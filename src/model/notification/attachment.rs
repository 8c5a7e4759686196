use crate::common::*;

use crate::errors::report_error::*;

use crate::utils_modules::io_utils::*;

#[derive(Debug, Clone, Getters, new)]
#[getset(get = "pub")]
pub struct Attachment {
    filename: String,
    mime_type: String,
    content: Vec<u8>,
}

impl Attachment {
    #[doc = r#"
        Reads the file at `path` into memory. The filename is the path's last component
        and the MIME type is derived from its extension.

        # Errors
        `AttachmentReadError` when the file is missing, unreadable, or the path has no file name.
    "#]
    pub async fn load(path: &Path) -> Result<Self, ReportError> {
        let filename: String = path
            .file_name()
            .map(|name| name.to_string_lossy().to_string())
            .ok_or_else(|| ReportError::AttachmentReadError {
                path: path.to_path_buf(),
                source: std::io::Error::new(
                    std::io::ErrorKind::InvalidInput,
                    "path has no file name",
                ),
            })?;

        let content: Vec<u8> =
            tokio::fs::read(path)
                .await
                .map_err(|source| ReportError::AttachmentReadError {
                    path: path.to_path_buf(),
                    source,
                })?;

        let mime_type: String = detect_mime_type(&filename).to_string();

        Ok(Attachment {
            filename,
            mime_type,
            content,
        })
    }
}
use crate::common::*;

use crate::model::configs::series_config::*;

/* 100 years; far inside chrono's TimeDelta/DateTime range */
pub const MAX_LOOKBACK_HOURS: i64 = 24 * 365 * 100;

fn default_lookback_hours() -> i64 {
    24
}

fn default_renderer_path() -> String {
    String::from("rrdtool")
}

#[derive(Debug, Clone, Copy, PartialEq, Eq, Deserialize, Serialize, CopyGetters)]
#[getset(get_copy = "pub")]
pub struct ChartDimensions {
    pub width: u32,
    pub height: u32,
}

#[derive(Debug, Clone, Deserialize, Serialize, Getters)]
#[getset(get = "pub")]
pub struct ChartConfig {
    #[serde(default = "default_renderer_path")]
    pub renderer_path: String,
    pub metrics_source_path: PathBuf,
    pub output_path: PathBuf,
    #[serde(default = "default_lookback_hours")]
    pub lookback_hours: i64,
    pub title: String,
    pub vertical_label: String,
    #[serde(default)]
    pub render_timeout_sec: Option<u64>,
    pub dimensions: ChartDimensions,
    pub series: Vec<SeriesConfig>,
}

impl ChartConfig {
    pub fn lookback(&self) -> chrono::Duration {
        chrono::Duration::hours(self.lookback_hours)
    }

    pub fn validate(&self) -> anyhow::Result<()> {
        if self.lookback_hours <= 0 || self.lookback_hours > MAX_LOOKBACK_HOURS {
            return Err(anyhow!(
                "[ChartConfig->validate] lookback_hours must be between 1 and {}: {}",
                MAX_LOOKBACK_HOURS,
                self.lookback_hours
            ));
        }

        if self.dimensions.width == 0 || self.dimensions.height == 0 {
            return Err(anyhow!(
                "[ChartConfig->validate] chart dimensions must be non-zero: {}x{}",
                self.dimensions.width,
                self.dimensions.height
            ));
        }

        if self.output_path.file_name().is_none() {
            return Err(anyhow!(
                "[ChartConfig->validate] output_path {:?} has no file name",
                self.output_path
            ));
        }

        if self.series.is_empty() {
            return Err(anyhow!(
                "[ChartConfig->validate] at least one [[chart.series]] is required"
            ));
        }

        for (idx, series) in self.series.iter().enumerate() {
            series.validate()?;

            if self.series[..idx].iter().any(|prev| prev.name == series.name) {
                return Err(anyhow!(
                    "[ChartConfig->validate] duplicate series name '{}'",
                    series.name
                ));
            }
        }

        Ok(())
    }
}
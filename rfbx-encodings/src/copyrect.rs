//! CopyRect encoding - copy a region from elsewhere in the framebuffer.
//!
//! The payload is a fixed 4-byte header (`srcX:u16, srcY:u16`), read even
//! for zero-area rectangles.

use crate::{Decoder, COPY_RECT};
use anyhow::{Context, Result};
use rfbx_protocol::{RecvStream, UpdateRect};
use rfbx_render::Renderer;

/// Decoder for CopyRect encoding (type 1). Stateless.
pub struct CopyRectDecoder;

impl Decoder for CopyRectDecoder {
    fn encoding(&self) -> i32 {
        COPY_RECT
    }

    async fn decode_rect<R: Renderer>(
        &mut self,
        rect: &UpdateRect,
        stream: &mut RecvStream,
        renderer: &mut R,
        _depth: u8,
    ) -> Result<()> {
        let src_x = stream.read_u16().await?;
        let src_y = stream.read_u16().await?;

        if rect.width == 0 || rect.height == 0 {
            return Ok(());
        }

        renderer
            .copy_image(src_x, src_y, rect.x, rect.y, rect.width, rect.height)
            .context("CopyRect: copy failed")
    }
}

· · ·

• **WORK TO COMPLETE**
All of the entries should be output exactly as they appear above.

• **ANSWER SECTION**
filename src/model/notification/attachment.rs
repository 8c5a7e4759686196
use crate::common::*;

use crate::errors::report_error::*;

use crate::utils_modules::io_utils::*;

#[derive(Debug, Clone, Getters, new)]
#[getset(get = "pub")]
pub struct Attachment {
    filename: String,
    mime_type: String,
    content: Vec<u8>,
}

impl Attachment {
    #[doc = r#"
        Reads the file at `path` into memory. The filename is the path's last component
        and the MIME type is derived from its extension.

        # Errors
        `AttachmentReadError` when the file is missing, unreadable, or the path has no file name.
    "#]
    pub async fn load(path: &Path) -> Result<Self, ReportError> {
        let filename: String = path
            .file_name()
            .map(|name| name.to_string_lossy().to_string())
            .ok_or_else(|| ReportError::AttachmentReadError {
                path: path.to_path_buf(),
                source: std::io::Error::new(
                    std::io::ErrorKind::InvalidInput,
                    "path has no file name",
                ),
            })?;

        let content: Vec<u8> =
            tokio::fs::read(path)
                .await
                .map_err(|source| ReportError::AttachmentReadError {
                    path: path.to_path_buf(),
                    source,
                })?;

        let mime_type: String = detect_mime_type(&filename).to_string();

        Ok(Attachment {
            filename,
            mime_type,
            content,
        })
    }
}
use crate::common::*;

use crate::model::configs::series_config::*;

/* 100 years; far inside chrono's TimeDelta/DateTime range */
pub const MAX_LOOKBACK_HOURS: i64 = 24 * 365 * 100;

fn default_lookback_hours() -> i64 {
    24
}

fn default_renderer_path() -> String {
    String::from("rrdtool")
}

#[derive(Debug, Clone, Copy, PartialEq, Eq, Deserialize, Serialize, CopyGetters)]
#[getset(get_copy = "pub")]
pub struct ChartDimensions {
    pub width: u32,
    pub height: u32,
}

#[derive(Debug, Clone, Deserialize, Serialize, Getters)]
#[getset(get = "pub")]
pub struct ChartConfig {
    #[serde(default = "default_renderer_path")]
    pub renderer_path: String,
    pub metrics_source_path: PathBuf,
    pub output_path: PathBuf,
    #[serde(default = "default_lookback_hours")]
    pub lookback_hours: i64,
    pub title: String,
    pub vertical_label: String,
    #[serde(default)]
    pub render_timeout_sec: Option<u64>,
    pub dimensions: ChartDimensions,
    pub series: Vec<SeriesConfig>,
}

impl ChartConfig {
    pub fn lookback(&self) -> chrono::Duration {
        chrono::Duration::hours(self.lookback_hours)
    }

    pub fn validate(&self) -> anyhow::Result<()> {
        if self.lookback_hours <= 0 || self.lookback_hours > MAX_LOOKBACK_HOURS {
            return Err(anyhow!(
                "[ChartConfig->validate] lookback_hours must be between 1 and {}: {}",
                MAX_LOOKBACK_HOURS,
                self.lookback_hours
            ));
        }

        if self.dimensions.width == 0 || self.dimensions.height == 0 {
            return Err(anyhow!(
                "[ChartConfig->validate] chart dimensions must be non-zero: {}x{}",
                self.dimensions.width,
                self.dimensions.height
            ));
        }

        if self.output_path.file_name().is_none() {
            return Err(anyhow!(
                "[ChartConfig->validate] output_path {:?} has no file name",
                self.output_path
            ));
        }

        if self.series.is_empty() {
            return Err(anyhow!(
                "[ChartConfig->validate] at least one [[chart.series]] is required"
            ));
        }

        for (idx, series) in self.series.iter().enumerate() {
            series.validate()?;

            if self.series[..idx].iter().any(|prev| prev.name == series.name) {
                return Err(anyhow!(
                    "[ChartConfig->validate] duplicate series name '{}'",
                    series.name
                ));
            }
        }

        Ok(())
    }
}
filename rfbx-encodings/src/copyrect.rs
//! CopyRect encoding - copy a region from elsewhere in the framebuffer.
//!
//! The payload is a fixed 4-byte header (`srcX:u16, srcY:u16`), read even
//! for zero-area rectangles.

use crate::{Decoder, COPY_RECT};
use anyhow::{Context, Result};
use rfbx_protocol::{RecvStream, UpdateRect};
use rfbx_render::Renderer;

/// Decoder for CopyRect encoding (type 1). Stateless.
pub struct CopyRectDecoder;

impl Decoder for CopyRectDecoder {
    fn encoding(&self) -> i32 {
        COPY_RECT
    }

    async fn decode_rect<R: Renderer>(
        &mut self,
        rect: &UpdateRect,
        stream: &mut RecvStream,
        renderer: &mut R,
        _depth: u8,
    ) -> Result<()> {
        let src_x = stream.read_u16().await?;
        let src_y = stream.read_u16().await?;

        if rect.width == 0 || rect.height == 0 {
            return Ok(());
        }

        renderer
            .copy_image(src_x, src_y, rect.x, rect.y, rect.width, rect.height)
            .context("CopyRect: copy failed")
    }
}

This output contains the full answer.